Pyrococcus furiosus A cockatrice was a flamboyant sight at medieval banquets, featuring a roasted chimera of rooster fused to a suckling pig. In this article in Microbiology Today (pdf) Ed Bolt and Stephane Delmas suggest that there are similarities with archaea, ancient micro-organisms that have features of both bacteria and eukaryotes within their genomes:

Archaea and bacteria are micro-organisms that are similar, yet different. Archaea are evolutionarily ancient organisms that have soaked up diverse ecosystems for at least 2.5 billion years.
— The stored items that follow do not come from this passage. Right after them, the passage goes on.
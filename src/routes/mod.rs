pub mod auth;

pub mod users;

pub mod sessions;

pub mod submissions;

pub mod views;

pub mod awards;

pub use auth::configure_auth_routes;
pub use awards::configure_award_routes;
pub use sessions::configure_session_routes;
pub use submissions::configure_submission_routes;
pub use users::configure_user_routes;
pub use views::configure_view_routes;
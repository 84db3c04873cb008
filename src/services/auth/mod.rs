pub mod login;
pub mod register;
pub mod token;

use actix_web::{HttpRequest, HttpResponse, Result as ActixResult};
use std::sync::Arc;

use crate::config::AppConfig;
use crate::storage::Storage;

pub struct AuthService {
    storage: Option<Arc<dyn Storage>>,
}

impl AuthService {
    pub fn new_lazy() -> Self {
        Self { storage: None }
    }

    pub(crate) fn get_storage(&self, request: &HttpRequest) -> Arc<dyn Storage> {
        if let Some(storage) = &self.storage {
            storage.clone()
        } else {
            request
                .app_data::<actix_web::web::Data<Arc<dyn Storage>>>()
                .expect("Storage not found in app data")
                .get_ref()
                .clone()
        }
    }

    pub(crate) fn get_config(&self) -> &AppConfig {
        AppConfig::get()
    }

    // 登录验证
    pub async fn login(
        &self,
        login_request: crate::models::auth::LoginRequest,
        request: &HttpRequest,
    ) -> ActixResult<HttpResponse> {
        login::handle_login(self, login_request, request).await
    }

    // 用户注册
    pub async fn register(
        &self,
        register_request: crate::models::users::requests::RegisterUserRequest,
        request: &HttpRequest,
    ) -> ActixResult<HttpResponse> {
        register::handle_register(self, register_request, request).await
    }

    // 刷新令牌
    pub async fn refresh_token(&self, request: &HttpRequest) -> ActixResult<HttpResponse> {
        token::handle_refresh_token(self, request).await
    }

    // 验证令牌
    pub async fn verify_token(&self, request: &HttpRequest) -> ActixResult<HttpResponse> {
        token::handle_verify_token(self, request).await
    }

    // 获取当前用户信息
    pub async fn get_user(&self, request: &HttpRequest) -> ActixResult<HttpResponse> {
        token::handle_get_user(self, request).await
    }
}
They are, like bacteria, unencumbered by various complex sub-cellular structures (e.g. mitochondria, a membrane-bound nucleus) and as such have been for most of their long existence, or at least from when microbiologists started looking at them, considered to be bacteria that had evolved to thrive in extreme environments (e.g. at high temperature or salinity). For this reason they were often called archeabacteria. However, DNA sequencing experiments in the 1970s drove a wedge through the bacteria, splitting it into two separate domains of cellular life: the Bacteria and the Archaea. The genetic distinction between bacteria and archaea is now generally accepted since its original proposal in 1977, but has its evolutionary root much earlier, probably pre-dating the emergence of oxygen 2.5 billion years ago. Therefore, the classification of cellular organisms is now usually represented in a tree of life consisting of three domains, Bacteria, Archaea and Eukarya.